» Task details:
In the records below, count every line where the string "Yearly" appears, and reply with the count only.

[Extracted data entries]
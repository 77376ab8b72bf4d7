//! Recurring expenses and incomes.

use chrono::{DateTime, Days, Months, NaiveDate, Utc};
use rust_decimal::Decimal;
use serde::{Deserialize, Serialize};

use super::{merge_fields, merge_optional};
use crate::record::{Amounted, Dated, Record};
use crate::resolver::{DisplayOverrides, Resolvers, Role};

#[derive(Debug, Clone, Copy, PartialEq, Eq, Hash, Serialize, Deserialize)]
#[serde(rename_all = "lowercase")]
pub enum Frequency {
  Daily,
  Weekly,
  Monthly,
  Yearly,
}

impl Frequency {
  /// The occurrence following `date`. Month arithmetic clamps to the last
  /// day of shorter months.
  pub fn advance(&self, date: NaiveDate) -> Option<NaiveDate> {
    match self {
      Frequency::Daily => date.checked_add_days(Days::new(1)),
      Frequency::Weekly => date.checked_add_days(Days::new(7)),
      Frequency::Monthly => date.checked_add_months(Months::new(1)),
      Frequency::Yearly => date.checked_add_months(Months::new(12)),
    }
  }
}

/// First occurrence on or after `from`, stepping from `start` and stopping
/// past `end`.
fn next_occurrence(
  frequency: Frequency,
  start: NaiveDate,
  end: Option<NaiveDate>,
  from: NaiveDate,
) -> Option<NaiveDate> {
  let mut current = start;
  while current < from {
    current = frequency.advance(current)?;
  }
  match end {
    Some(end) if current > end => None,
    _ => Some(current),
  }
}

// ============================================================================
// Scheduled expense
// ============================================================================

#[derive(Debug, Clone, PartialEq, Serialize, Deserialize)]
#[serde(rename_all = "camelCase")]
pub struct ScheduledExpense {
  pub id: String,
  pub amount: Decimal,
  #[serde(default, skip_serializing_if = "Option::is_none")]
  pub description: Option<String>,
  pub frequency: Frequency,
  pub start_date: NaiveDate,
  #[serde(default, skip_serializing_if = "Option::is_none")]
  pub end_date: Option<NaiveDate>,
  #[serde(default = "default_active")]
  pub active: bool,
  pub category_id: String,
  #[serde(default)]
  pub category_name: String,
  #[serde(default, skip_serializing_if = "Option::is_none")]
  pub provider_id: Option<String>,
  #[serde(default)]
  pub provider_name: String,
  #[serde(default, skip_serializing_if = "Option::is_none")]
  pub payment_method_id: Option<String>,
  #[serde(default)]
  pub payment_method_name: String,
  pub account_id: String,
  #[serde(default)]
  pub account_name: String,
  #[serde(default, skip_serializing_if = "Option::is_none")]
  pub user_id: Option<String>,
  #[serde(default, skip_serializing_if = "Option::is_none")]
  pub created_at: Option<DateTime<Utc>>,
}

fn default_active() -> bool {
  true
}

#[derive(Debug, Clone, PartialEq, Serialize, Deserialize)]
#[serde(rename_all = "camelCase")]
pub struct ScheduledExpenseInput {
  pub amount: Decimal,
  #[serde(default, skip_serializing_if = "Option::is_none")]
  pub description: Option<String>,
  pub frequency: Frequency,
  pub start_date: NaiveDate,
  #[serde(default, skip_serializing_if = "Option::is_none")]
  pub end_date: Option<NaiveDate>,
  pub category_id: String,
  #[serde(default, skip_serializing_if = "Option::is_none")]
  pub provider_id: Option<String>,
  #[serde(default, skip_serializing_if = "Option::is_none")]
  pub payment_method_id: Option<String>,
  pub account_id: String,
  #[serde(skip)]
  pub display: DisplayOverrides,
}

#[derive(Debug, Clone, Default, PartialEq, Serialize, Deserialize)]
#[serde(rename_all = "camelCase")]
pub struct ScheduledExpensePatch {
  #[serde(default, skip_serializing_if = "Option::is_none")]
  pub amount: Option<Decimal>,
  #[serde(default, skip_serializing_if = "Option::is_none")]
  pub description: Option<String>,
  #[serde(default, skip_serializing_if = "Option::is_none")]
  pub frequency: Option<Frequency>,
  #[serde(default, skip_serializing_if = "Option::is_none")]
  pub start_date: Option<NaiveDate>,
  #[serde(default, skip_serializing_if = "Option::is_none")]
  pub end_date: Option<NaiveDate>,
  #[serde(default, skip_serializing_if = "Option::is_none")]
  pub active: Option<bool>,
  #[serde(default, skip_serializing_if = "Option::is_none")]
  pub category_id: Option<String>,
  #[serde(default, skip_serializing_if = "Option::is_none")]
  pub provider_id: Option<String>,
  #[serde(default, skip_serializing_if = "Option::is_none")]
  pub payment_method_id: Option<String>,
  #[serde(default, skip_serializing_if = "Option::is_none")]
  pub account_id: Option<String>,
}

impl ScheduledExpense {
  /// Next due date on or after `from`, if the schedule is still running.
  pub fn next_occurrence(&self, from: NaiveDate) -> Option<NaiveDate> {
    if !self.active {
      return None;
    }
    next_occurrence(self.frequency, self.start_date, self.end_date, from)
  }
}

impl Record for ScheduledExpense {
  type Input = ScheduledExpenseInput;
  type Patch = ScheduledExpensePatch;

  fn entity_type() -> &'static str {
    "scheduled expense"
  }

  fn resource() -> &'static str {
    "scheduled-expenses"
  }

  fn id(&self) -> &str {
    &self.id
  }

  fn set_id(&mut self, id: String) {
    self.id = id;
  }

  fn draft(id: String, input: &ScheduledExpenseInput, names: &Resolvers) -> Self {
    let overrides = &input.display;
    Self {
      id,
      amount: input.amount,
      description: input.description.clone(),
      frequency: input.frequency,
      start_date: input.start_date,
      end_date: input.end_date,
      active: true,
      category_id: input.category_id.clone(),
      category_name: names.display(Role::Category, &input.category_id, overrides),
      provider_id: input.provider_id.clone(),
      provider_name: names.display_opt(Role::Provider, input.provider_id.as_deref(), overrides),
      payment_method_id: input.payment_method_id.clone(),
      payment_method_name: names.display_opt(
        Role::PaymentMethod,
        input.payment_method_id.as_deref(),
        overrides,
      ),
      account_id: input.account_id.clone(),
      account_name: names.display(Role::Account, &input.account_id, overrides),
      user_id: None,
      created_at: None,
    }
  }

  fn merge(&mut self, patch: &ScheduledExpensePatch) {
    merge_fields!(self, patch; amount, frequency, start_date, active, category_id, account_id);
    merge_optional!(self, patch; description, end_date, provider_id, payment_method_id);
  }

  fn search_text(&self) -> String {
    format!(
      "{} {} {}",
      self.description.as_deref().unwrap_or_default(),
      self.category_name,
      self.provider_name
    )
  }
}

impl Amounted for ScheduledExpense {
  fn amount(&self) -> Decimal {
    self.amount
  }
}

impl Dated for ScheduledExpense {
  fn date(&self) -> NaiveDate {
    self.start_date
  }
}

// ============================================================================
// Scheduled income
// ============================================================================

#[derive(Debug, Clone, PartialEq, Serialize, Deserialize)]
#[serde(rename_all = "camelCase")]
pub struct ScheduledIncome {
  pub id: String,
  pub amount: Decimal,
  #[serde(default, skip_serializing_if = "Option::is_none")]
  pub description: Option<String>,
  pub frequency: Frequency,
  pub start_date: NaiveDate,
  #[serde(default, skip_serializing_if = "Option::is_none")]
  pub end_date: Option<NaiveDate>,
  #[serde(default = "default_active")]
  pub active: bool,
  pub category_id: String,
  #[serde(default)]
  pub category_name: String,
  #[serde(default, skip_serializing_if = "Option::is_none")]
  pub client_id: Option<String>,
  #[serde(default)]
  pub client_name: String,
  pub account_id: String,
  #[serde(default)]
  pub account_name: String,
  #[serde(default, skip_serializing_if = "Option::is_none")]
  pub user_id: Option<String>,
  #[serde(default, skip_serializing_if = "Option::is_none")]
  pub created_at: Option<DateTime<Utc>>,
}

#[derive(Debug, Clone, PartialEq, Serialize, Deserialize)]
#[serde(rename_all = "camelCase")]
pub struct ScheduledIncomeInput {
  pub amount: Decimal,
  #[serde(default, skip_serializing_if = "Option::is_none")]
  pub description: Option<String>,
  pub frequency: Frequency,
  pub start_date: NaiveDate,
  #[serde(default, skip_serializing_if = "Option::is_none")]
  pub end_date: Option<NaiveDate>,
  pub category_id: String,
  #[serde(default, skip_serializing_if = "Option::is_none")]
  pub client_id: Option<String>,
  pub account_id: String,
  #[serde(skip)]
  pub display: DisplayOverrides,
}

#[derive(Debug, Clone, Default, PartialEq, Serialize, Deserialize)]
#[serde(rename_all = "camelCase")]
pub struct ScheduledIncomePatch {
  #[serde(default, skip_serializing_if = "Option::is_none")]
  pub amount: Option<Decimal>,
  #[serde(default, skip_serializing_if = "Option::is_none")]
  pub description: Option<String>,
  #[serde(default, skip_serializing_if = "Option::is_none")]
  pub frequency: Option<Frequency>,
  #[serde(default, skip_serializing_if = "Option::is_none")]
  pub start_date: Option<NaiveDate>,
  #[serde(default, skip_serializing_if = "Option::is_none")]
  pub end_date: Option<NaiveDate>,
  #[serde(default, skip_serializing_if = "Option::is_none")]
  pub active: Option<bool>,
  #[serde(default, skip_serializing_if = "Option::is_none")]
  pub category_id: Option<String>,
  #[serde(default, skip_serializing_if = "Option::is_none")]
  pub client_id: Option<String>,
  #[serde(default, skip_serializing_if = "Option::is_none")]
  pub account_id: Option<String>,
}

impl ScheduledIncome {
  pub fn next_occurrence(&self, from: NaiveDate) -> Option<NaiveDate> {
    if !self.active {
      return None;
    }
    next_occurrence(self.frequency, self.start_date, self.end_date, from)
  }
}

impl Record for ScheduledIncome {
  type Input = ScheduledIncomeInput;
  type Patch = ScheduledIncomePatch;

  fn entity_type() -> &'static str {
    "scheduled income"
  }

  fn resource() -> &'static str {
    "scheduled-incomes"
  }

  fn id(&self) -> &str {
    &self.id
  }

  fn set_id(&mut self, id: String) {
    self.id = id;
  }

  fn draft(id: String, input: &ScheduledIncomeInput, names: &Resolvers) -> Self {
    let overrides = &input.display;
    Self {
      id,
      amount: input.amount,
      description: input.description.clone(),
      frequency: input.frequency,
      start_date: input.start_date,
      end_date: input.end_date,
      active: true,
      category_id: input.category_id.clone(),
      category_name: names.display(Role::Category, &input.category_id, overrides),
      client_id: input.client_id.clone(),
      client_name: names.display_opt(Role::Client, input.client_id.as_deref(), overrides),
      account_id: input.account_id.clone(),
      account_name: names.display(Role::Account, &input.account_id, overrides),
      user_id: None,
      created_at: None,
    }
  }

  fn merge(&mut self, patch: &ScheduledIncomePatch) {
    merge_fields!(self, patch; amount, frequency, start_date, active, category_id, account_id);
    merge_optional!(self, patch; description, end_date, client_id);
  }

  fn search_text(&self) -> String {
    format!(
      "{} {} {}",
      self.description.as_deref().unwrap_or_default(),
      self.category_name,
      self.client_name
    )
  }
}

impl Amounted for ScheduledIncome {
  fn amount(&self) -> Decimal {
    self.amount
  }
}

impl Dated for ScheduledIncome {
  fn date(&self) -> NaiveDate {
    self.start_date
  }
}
...
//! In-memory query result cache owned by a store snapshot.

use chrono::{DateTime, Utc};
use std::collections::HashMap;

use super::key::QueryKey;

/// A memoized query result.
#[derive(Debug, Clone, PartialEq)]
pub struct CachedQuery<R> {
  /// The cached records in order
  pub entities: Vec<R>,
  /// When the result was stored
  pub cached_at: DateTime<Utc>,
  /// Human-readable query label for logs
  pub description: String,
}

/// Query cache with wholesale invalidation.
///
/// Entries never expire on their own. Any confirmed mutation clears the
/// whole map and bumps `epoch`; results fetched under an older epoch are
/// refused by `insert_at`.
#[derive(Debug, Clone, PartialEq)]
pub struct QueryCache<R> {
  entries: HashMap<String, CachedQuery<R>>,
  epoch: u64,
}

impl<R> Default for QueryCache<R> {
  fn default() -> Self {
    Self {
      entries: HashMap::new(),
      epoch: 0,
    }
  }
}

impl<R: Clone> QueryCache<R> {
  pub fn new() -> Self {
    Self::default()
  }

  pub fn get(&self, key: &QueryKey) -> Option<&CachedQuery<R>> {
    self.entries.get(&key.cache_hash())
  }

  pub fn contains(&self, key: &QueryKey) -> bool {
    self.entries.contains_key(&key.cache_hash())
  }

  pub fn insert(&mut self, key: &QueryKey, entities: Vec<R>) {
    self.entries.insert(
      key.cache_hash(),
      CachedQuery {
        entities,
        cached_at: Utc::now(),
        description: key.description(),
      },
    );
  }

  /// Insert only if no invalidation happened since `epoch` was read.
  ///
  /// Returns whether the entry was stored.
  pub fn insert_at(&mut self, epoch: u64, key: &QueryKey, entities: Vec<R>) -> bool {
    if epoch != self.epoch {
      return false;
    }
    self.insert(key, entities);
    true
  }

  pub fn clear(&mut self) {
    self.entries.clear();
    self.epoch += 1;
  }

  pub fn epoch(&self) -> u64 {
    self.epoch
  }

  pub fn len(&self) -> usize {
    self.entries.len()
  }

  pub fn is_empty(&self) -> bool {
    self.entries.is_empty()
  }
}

» Exercise response:
2